- **BRIEF**:
Please tally the lines of the records that contain "Copy" and send back only the total.

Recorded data
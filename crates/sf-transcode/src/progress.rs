//! Progress estimation from the engine's textual log.
//!
//! The engine reports nothing structured: completion and progress are
//! scraped from ffmpeg's human-readable stderr. The format is undocumented
//! and unversioned, so everything here is best-effort and keyed on the
//! exact prefixes ffmpeg prints:
//!
//! ```text
//!   Duration: 00:01:40.00, start: 0.000000, bitrate: 1205 kb/s
//!     Stream #0:0(und): Video: h264 (High), yuv420p, 1280x720, 25 fps, ...
//! frame=  1250 fps=310 q=28.0 size=    1024kB time=00:00:50.00 bitrate=...
//! video:2048kB audio:160kB subtitle:0kB other streams:0kB global headers:0kB
//! FFMPEG_END
//! ```

use std::sync::OnceLock;

use regex::Regex;
use serde::Serialize;

/// Line the engine prints once a command has fully finished.
pub const END_OF_RUN: &str = "FFMPEG_END";

/// A progress update derived from one log line.
#[derive(Debug, Clone, Copy, PartialEq, Default, Serialize)]
pub struct Progress {
    /// Estimated completion, nominally 0..1.
    pub ratio: f64,
    /// Processed media time in seconds (frame/size lines).
    #[serde(skip_serializing_if = "Option::is_none")]
    pub time: Option<f64>,
    /// Input duration in seconds (duration lines).
    #[serde(skip_serializing_if = "Option::is_none")]
    pub duration: Option<f64>,
}

/// What a log line meant, if anything.
#[derive(Debug, Clone, Copy, PartialEq)]
pub enum ParsedLine {
    Progress(Progress),
    /// The sentinel: the running command has finished.
    EndOfRun,
}

/// Estimates accumulated over one command.
#[derive(Debug, Clone, Default, PartialEq)]
pub struct ProgressState {
    /// Estimated total duration in seconds; 0 when unknown.
    pub duration: f64,
    /// Estimated total frame count; 0 disables frame-based estimation.
    pub total_frames: f64,
    /// Last processed time seen, in seconds.
    pub time: f64,
    /// Last computed ratio.
    pub ratio: f64,
    /// The next `Stream` line carries the frame rate.
    pub expect_stream: bool,
}

/// Incremental parser over engine log lines.
#[derive(Debug, Default)]
pub struct ProgressParser {
    state: ProgressState,
}

fn fps_regex() -> &'static Regex {
    static RE: OnceLock<Regex> = OnceLock::new();
    RE.get_or_init(|| Regex::new(r"([\d.]+) fps").expect("fps pattern is valid"))
}

fn frame_regex() -> &'static Regex {
    static RE: OnceLock<Regex> = OnceLock::new();
    RE.get_or_init(|| Regex::new(r"frame=\s*(\d+)").expect("frame pattern is valid"))
}

/// Parse `HH:MM:SS.ms` into seconds.
pub fn parse_timestamp(s: &str) -> Option<f64> {
    let mut parts = s.trim().split(':');
    let h: f64 = parts.next()?.parse().ok()?;
    let m: f64 = parts.next()?.parse().ok()?;
    let sec: f64 = parts.next()?.parse().ok()?;
    if parts.next().is_some() {
        return None;
    }
    Some(h * 3600.0 + m * 60.0 + sec)
}

impl ProgressParser {
    pub fn new() -> Self {
        Self::default()
    }

    /// Forget everything learned from the previous command.
    pub fn reset(&mut self) {
        self.state = ProgressState::default();
    }

    pub fn state(&self) -> &ProgressState {
        &self.state
    }

    /// Feed one log line.
    pub fn parse_line(&mut self, line: &str) -> Option<ParsedLine> {
        if line.trim_end() == END_OF_RUN {
            return Some(ParsedLine::EndOfRun);
        }

        let state = &mut self.state;

        if line.starts_with("  Duration") {
            let field = line.split(", ").next()?.split(": ").nth(1)?;
            let duration = parse_timestamp(field)?;
            let update = Progress {
                ratio: state.ratio,
                time: None,
                duration: Some(duration),
            };
            // Multiple inputs: the shortest one bounds the output.
            if state.duration == 0.0 || state.duration > duration {
                state.duration = duration;
                state.expect_stream = true;
            }
            return Some(ParsedLine::Progress(update));
        }

        if state.expect_stream && line.starts_with("    Stream") {
            state.total_frames = fps_regex()
                .captures(line)
                .and_then(|c| c[1].parse::<f64>().ok())
                .map(|fps| state.duration * fps)
                .unwrap_or(0.0);
            state.expect_stream = false;
            return None;
        }

        if line.starts_with("frame") || line.starts_with("size") {
            // `time=N/A` is common for outputs without timestamps.
            let time = line
                .split("time=")
                .nth(1)
                .and_then(|rest| rest.split(' ').next())
                .and_then(parse_timestamp);
            let frame = frame_regex()
                .captures(line)
                .and_then(|c| c[1].parse::<f64>().ok());

            match (frame, time) {
                (Some(frame), _) if state.total_frames > 0.0 => {
                    state.ratio = (frame / state.total_frames).min(1.0);
                }
                (_, Some(time)) if state.duration > 0.0 => {
                    state.ratio = time / state.duration;
                }
                // Nothing to estimate from: keep the last ratio.
                _ => {}
            }
            if let Some(time) = time {
                state.time = time;
            }

            return Some(ParsedLine::Progress(Progress {
                ratio: state.ratio,
                time,
                duration: None,
            }));
        }

        if line.starts_with("video:") {
            state.ratio = 1.0;
            state.duration = 0.0;
            return Some(ParsedLine::Progress(Progress {
                ratio: 1.0,
                time: None,
                duration: None,
            }));
        }

        None
    }
}

#[cfg(test)]
mod tests {
    use super::*;

    const DURATION_LINE: &str =
        "  Duration: 00:01:40.00, start: 0.000000, bitrate: 1205 kb/s";
    const STREAM_LINE: &str =
        "    Stream #0:0(und): Video: h264 (High) (avc1 / 0x31637661), yuv420p, 1280x720, 1000 kb/s, 25 fps, 25 tbr, 12800 tbn (default)";

    #[test]
    fn timestamp_to_seconds() {
        assert_eq!(parse_timestamp("00:01:40.00"), Some(100.0));
        assert_eq!(parse_timestamp("01:00:00.50"), Some(3600.5));
        assert_eq!(parse_timestamp("N/A"), None);
        assert_eq!(parse_timestamp("1:2"), None);
    }

    #[test]
    fn duration_line_sets_duration() {
        let mut p = ProgressParser::new();
        let parsed = p.parse_line(DURATION_LINE);
        assert_eq!(
            parsed,
            Some(ParsedLine::Progress(Progress {
                ratio: 0.0,
                time: None,
                duration: Some(100.0),
            }))
        );
        assert_eq!(p.state().duration, 100.0);
        assert!(p.state().expect_stream);
    }

    #[test]
    fn shorter_duration_wins() {
        let mut p = ProgressParser::new();
        p.parse_line(DURATION_LINE);
        p.parse_line("  Duration: 00:00:30.00, start: 0.000000");
        assert_eq!(p.state().duration, 30.0);
        p.parse_line("  Duration: 00:05:00.00, start: 0.000000");
        assert_eq!(p.state().duration, 30.0);
    }

    #[test]
    fn unparseable_duration_ignored() {
        let mut p = ProgressParser::new();
        assert_eq!(p.parse_line("  Duration: N/A, bitrate: N/A"), None);
        assert_eq!(p.state().duration, 0.0);
    }

    #[test]
    fn stream_line_estimates_frames() {
        let mut p = ProgressParser::new();
        p.parse_line(DURATION_LINE);
        assert_eq!(p.parse_line(STREAM_LINE), None);
        assert_eq!(p.state().total_frames, 2500.0);
        assert!(!p.state().expect_stream);
    }

    #[test]
    fn stream_line_without_fps_disables_frames() {
        let mut p = ProgressParser::new();
        p.parse_line(DURATION_LINE);
        p.parse_line("    Stream #0:0: Audio: aac (LC), 44100 Hz, stereo, fltp");
        assert_eq!(p.state().total_frames, 0.0);
        // Only the first stream line after a duration counts.
        p.parse_line(STREAM_LINE);
        assert_eq!(p.state().total_frames, 0.0);
    }

    #[test]
    fn frame_based_ratio() {
        let mut p = ProgressParser::new();
        p.parse_line(DURATION_LINE);
        p.parse_line(STREAM_LINE);
        let parsed = p.parse_line(
            "frame=  1250 fps=310 q=28.0 size=    1024kB time=00:00:50.00 bitrate= 167.8kbits/s speed=12.4x",
        );
        assert_eq!(
            parsed,
            Some(ParsedLine::Progress(Progress {
                ratio: 0.5,
                time: Some(50.0),
                duration: None,
            }))
        );
    }

    #[test]
    fn frame_ratio_is_capped() {
        let mut p = ProgressParser::new();
        p.parse_line(DURATION_LINE);
        p.parse_line(STREAM_LINE);
        p.parse_line("frame= 3000 fps=310 q=28.0 size=    1024kB time=00:02:00.00 bitrate=x");
        assert_eq!(p.state().ratio, 1.0);
    }

    #[test]
    fn time_based_ratio_without_frames() {
        let mut p = ProgressParser::new();
        p.parse_line(DURATION_LINE);
        p.parse_line("    Stream #0:0: Audio: mp3, 44100 Hz, stereo");
        let parsed = p.parse_line("size=     512kB time=00:00:25.00 bitrate= 167.8kbits/s");
        assert_eq!(
            parsed,
            Some(ParsedLine::Progress(Progress {
                ratio: 0.25,
                time: Some(25.0),
                duration: None,
            }))
        );
    }

    #[test]
    fn frame_ratio_without_time() {
        let mut p = ProgressParser::new();
        p.parse_line(DURATION_LINE);
        p.parse_line(STREAM_LINE);
        let parsed =
            p.parse_line("frame= 1250 fps=310 q=28.0 size=N/A time=N/A bitrate=N/A speed=N/A");
        assert_eq!(
            parsed,
            Some(ParsedLine::Progress(Progress {
                ratio: 0.5,
                time: None,
                duration: None,
            }))
        );
        assert_eq!(p.state().time, 0.0);
    }

    #[test]
    fn progress_line_without_time_keeps_ratio() {
        let mut p = ProgressParser::new();
        p.parse_line(DURATION_LINE);
        let parsed = p.parse_line("frame=  10 fps=0.0 q=0.0 size=0kB");
        assert_eq!(
            parsed,
            Some(ParsedLine::Progress(Progress {
                ratio: 0.0,
                time: None,
                duration: None,
            }))
        );
    }

    #[test]
    fn unknown_duration_keeps_ratio() {
        let mut p = ProgressParser::new();
        let parsed = p.parse_line("frame=  10 fps=0.0 q=0.0 size=0kB time=00:00:01.00 bitrate=N/A");
        assert_eq!(
            parsed,
            Some(ParsedLine::Progress(Progress {
                ratio: 0.0,
                time: Some(1.0),
                duration: None,
            }))
        );
    }

    #[test]
    fn summary_line_completes_ratio() {
        let mut p = ProgressParser::new();
        p.parse_line(DURATION_LINE);
        let parsed = p.parse_line("video:2048kB audio:160kB subtitle:0kB other streams:0kB");
        assert_eq!(
            parsed,
            Some(ParsedLine::Progress(Progress {
                ratio: 1.0,
                time: None,
                duration: None,
            }))
        );
        assert_eq!(p.state().duration, 0.0);
    }

    #[test]
    fn sentinel_detected() {
        let mut p = ProgressParser::new();
        assert_eq!(p.parse_line("FFMPEG_END"), Some(ParsedLine::EndOfRun));
        assert_eq!(p.parse_line("FFMPEG_END\r"), Some(ParsedLine::EndOfRun));
        assert_eq!(p.parse_line("not FFMPEG_END"), None);
    }

    #[test]
    fn reset_clears_state() {
        let mut p = ProgressParser::new();
        p.parse_line(DURATION_LINE);
        p.parse_line(STREAM_LINE);
        p.reset();
        assert_eq!(p.state(), &ProgressState::default());
    }
}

- **SOLVED EXERCISE**:
2